In contrast to the diplomatic language of the OECD, the findings of Transparency International over the same period were more critical. In the Exporting Corruption Progress Report 2012 (here), Transparency International noted that Australia had a poor record but now, from 2011, had started to move up the enforcement chart, with its status moving from one of little or no enforcement to moderate enforcement.

It remains a challenge for corporations to balance the ethical demands of regulators with the pursuit of profit. Sustainable growth can be achieved but it requires determination over several years rather than focusing simply on short-term profits and personal remuneration. Transparency and a willingness to expose your internal operations to criticism are a hallmark of credible governance. This has been achieved at least by Rio Tinto and BHP Billiton, two of Australia’s most successful mining corporations, who have been ranked 2nd and 3rd respectively on the Transparency International 2012 Transparency in Corporate Reporting best practice table.

What are the implications for Australia and for business engaged in commercial operations in high risk countries arising out of the latest OECD Report? In summary, while credit has been given to Australia for adopting a robust legal framework, there still remains serious deficiencies in the way in which allegations of foreign corruption are resourced, investigated, prosecuted and sanctioned.  It is these issues that are highlighted by the OECD in its Report.

The OECD Phase 3 Report Findings

The Phase 3 Report has had the benefit of reviewing Australia’s activity on the foreign corruption front for nearly 13 years.

The critical findings of the OECD are as follows:

  • Australia’s enforcement of its foreign bribery laws is still best described as only slightly better than poor;
  • Australia requires a properly coordinated and focused body to investigate allegations of foreign bribery including an expert panel to help advise the AFP;
  • Sufficient inquiries must be made before the AFP rejects an allegation for full investigation, including considering bribery-related charges such as false accounting and money laundering, in circumstances where there may not be sufficient evidence to support a foreign bribery offence;
  • The penalties for foreign corruption and financial misreporting should be significantly increased;
  • Despite efforts to raise awareness about the risks associated with facilitation payments, there is still substantial confusion over the scope of this defence and companies should be encouraged to prohibit absolutely or discourage the use of facilitation payments;
  • A clear framework is required to ensure transparency and consistency for companies who self-report potential corrupt conduct including the nature and degree of cooperation expected by the AFP or the CDPP and what credit is provided for that cooperation;
  • Awareness of foreign bribery risks and the development and implementation of anti-bribery corporate compliance programmes is generally inadequate which is putting many companies who conduct overseas business at risk;

The impact of the OECD findings for Australian Business

The findings of the OECD highlights that foreign bribery remains a real and measurable risk for companies operating offshore and that the Australian Government and the AFP are being encouraged to move towards having a dedicated team of investigators and prosecutors which, if properly resourced, is likely to result in a greater range of investigations and an increased likelihood of some form of prosecution.
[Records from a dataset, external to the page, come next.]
//! [`TelemetryServer`] – read-only socket reporting device state.
//!
//! Listens on `0.0.0.0:9000` next to the command server.  A client sends one
//! query per line and gets one line back:
//!
//! | Query | Reply |
//! |---|---|
//! | `ports` | `ports analog=A1 digital=D1 power=M1,M2 servo=S1 encoders=E1 pwm=C1` |
//! | `sensor <port>` | `sensor <port> <value>` |
//! | `motor <port>` | `motor <port> <power>` |
//! | `encoder <port>` | `encoder <port> <count>` |
//! | `pwm <port>` | `pwm <port> <frequency> <duty>` |
//! | `battery` | `battery <volts>` |
//! | `accelerometer`, `gyroscope` | `<query> <x> <y> <z>` |
//! | `line` | `line <x> <crossroad> <mass>` |
//!
//! Absent devices and unknown queries are answered with `error: <reason>`.

use std::net::SocketAddr;
use std::sync::Arc;

use brick_hal::Brick;
use brick_types::{BrickError, MotorType, SensorType};
use tokio::io::{AsyncBufReadExt, AsyncWriteExt, BufReader};
use tokio::net::{TcpListener, TcpStream};
use tracing::{debug, info, warn};

/// Default TCP port of the telemetry socket.
pub const DEFAULT_TELEMETRY_PORT: u16 = 9000;

pub struct TelemetryServer {
    brick: Arc<Brick>,
    port: u16,
}

impl TelemetryServer {
    pub fn new(brick: Arc<Brick>) -> Self {
        Self {
            brick,
            port: DEFAULT_TELEMETRY_PORT,
        }
    }

    pub fn with_port(mut self, port: u16) -> Self {
        self.port = port;
        self
    }

    /// Bind the configured port and serve forever.
    ///
    /// # Errors
    ///
    /// Returns [`BrickError::Io`] if the listener cannot bind.
    pub async fn run(self) -> Result<(), BrickError> {
        let addr = SocketAddr::from(([0, 0, 0, 0], self.port));
        let listener = TcpListener::bind(addr)
            .await
            .map_err(|e| BrickError::io(addr, e))?;
        self.serve(listener).await
    }

    /// Answer queries on an already bound listener.
    pub async fn serve(self, listener: TcpListener) -> Result<(), BrickError> {
        if let Ok(addr) = listener.local_addr() {
            info!(%addr, "telemetry server listening");
        }
        loop {
            match listener.accept().await {
                Ok((stream, peer)) => {
                    debug!(%peer, "telemetry client connected");
                    tokio::spawn(handle_client(stream, Arc::clone(&self.brick)));
                }
                Err(e) => warn!(error = %e, "accept failed"),
            }
        }
    }
}

async fn handle_client(stream: TcpStream, brick: Arc<Brick>) {
    let (reader, mut writer) = stream.into_split();
    let mut lines = BufReader::new(reader).lines();
    loop {
        let query = match lines.next_line().await {
            Ok(Some(query)) => query,
            Ok(None) => break,
            Err(e) => {
                warn!(error = %e, "telemetry read failed");
                break;
            }
        };
        let brick = Arc::clone(&brick);
        // Bus-backed reads block on the bus lock.
        let reply = match tokio::task::spawn_blocking(move || answer(&brick, &query)).await {
            Ok(reply) => reply,
            Err(e) => format!("error: {e}"),
        };
        if let Err(e) = writer.write_all(format!("{reply}\n").as_bytes()).await {
            warn!(error = %e, "telemetry write failed");
            break;
        }
    }
}

/// Build the reply line for one query.
pub fn answer(brick: &Brick, query: &str) -> String {
    let mut words = query.split_whitespace();
    let (Some(kind), port) = (words.next(), words.next()) else {
        return "error: empty query".to_string();
    };
    if words.next().is_some() {
        return format!("error: malformed query {query:?}");
    }

    match (kind, port) {
        ("ports", None) => ports(brick),
        ("sensor", Some(port)) => match brick.sensor(port) {
            Some(sensor) => format!("sensor {port} {}", sensor.read()),
            None => no_device("sensor", port),
        },
        ("motor", Some(port)) => match brick.motor(port) {
            Some(motor) => format!("motor {port} {}", motor.power()),
            None => no_device("motor", port),
        },
        ("encoder", Some(port)) => match brick.encoder(port) {
            Some(encoder) => format!("encoder {port} {}", encoder.read()),
            None => no_device("encoder", port),
        },
        ("pwm", Some(port)) => match brick.pwm_capture(port) {
            Some(capture) => format!("pwm {port} {} {}", capture.frequency(), capture.duty()),
            None => no_device("pwm capture", port),
        },
        ("battery", None) => match brick.battery() {
            Some(battery) => format!("battery {:.2}", battery.read_voltage()),
            None => "error: no battery".to_string(),
        },
        ("accelerometer", None) | ("gyroscope", None) => {
            let sensor = if kind == "accelerometer" {
                brick.accelerometer()
            } else {
                brick.gyroscope()
            };
            match sensor {
                Some(sensor) => {
                    let [x, y, z] = sensor.read();
                    format!("{kind} {x} {y} {z}")
                }
                None => format!("error: no {kind}"),
            }
        }
        ("line", None) => match brick.line_sensor() {
            Some(worker) => {
                let [x, crossroad, mass] = worker.read().0;
                format!("line {x} {crossroad} {mass}")
            }
            None => "error: no line sensor".to_string(),
        },
        _ => format!("error: unknown query {query:?}"),
    }
}

fn ports(brick: &Brick) -> String {
    format!(
        "ports analog={} digital={} power={} servo={} encoders={} pwm={}",
        brick.sensor_ports(SensorType::Analog).join(","),
        brick.sensor_ports(SensorType::Digital).join(","),
        brick.motor_ports(MotorType::Power).join(","),
        brick.motor_ports(MotorType::Servo).join(","),
        brick.encoder_ports().join(","),
        brick.pwm_capture_ports().join(","),
    )
}

fn no_device(family: &str, port: &str) -> String {
    format!("error: no {family} on port {port}")
}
Of particular interest to companies is the OECD recommendation that Australia should increase all applicable penalties for accounting related offences so that if an individual has not technically committed a bribe overseas, he or she is much more likely to be exposed to a significant financial penalty (aside from the threat of imprisonment), for example, for misleading accounts or false statements under Australian domestic criminal law.

Companies should understand that the OECD has recommended a much greater focus on corporate prosecutions.  This in turn will require companies to proactively understand the risk environment in which they operate, to ensure all of their employees and agents are properly trained and that a record of this compliance activity is kept in order that a defence of appropriate due diligence can be made out.

Overall, while Australia’s legal framework has been commended by the OECD, if the Report’s recommendations are accepted, there may be a much greater focus on strengthening the law and penalties that will be applied to companies and individuals who engage in foreign bribery overseas or bribery-related offences under Australia’s domestic criminal and civil laws.

Summer Reading Spectacular

Friday, July 13th, 2012

Grab your beverage of choice, find some shade, and sit back and enjoy the recent work product of FCPA Inc – plus the recent annual report of the OECD Working Group on Bribery.

Gibson Dunn

Gibson Dunn recently released it 2012 mid-year FCPA update (see here).  The update begins as follows.   “As the Foreign Corrupt Practices Act turns 35 years old, the spike in enforcement activity that we first observed five years ago appears (at least for the moment) to be leveling off. Nevertheless, numerous developments this year bespeak a statute that is maturing rather than falling into obscurity: the first sustained pattern of trial activity; increasing “private attorney general” enforcement; and serious policy debates between industry, executive, and legislative interests leading up to much-anticipated statutory guidance from government regulators. The first half of 2012 was packed with important FCPA developments.”  Thereafter, the update is a buffet of useful information and summaries including recent sentencing activity, a discussion of FCPA-related civil litigation, legislative and policy developments, U.K. developments, and a handy chart containing DOJ and SEC statements on corporate cooperation.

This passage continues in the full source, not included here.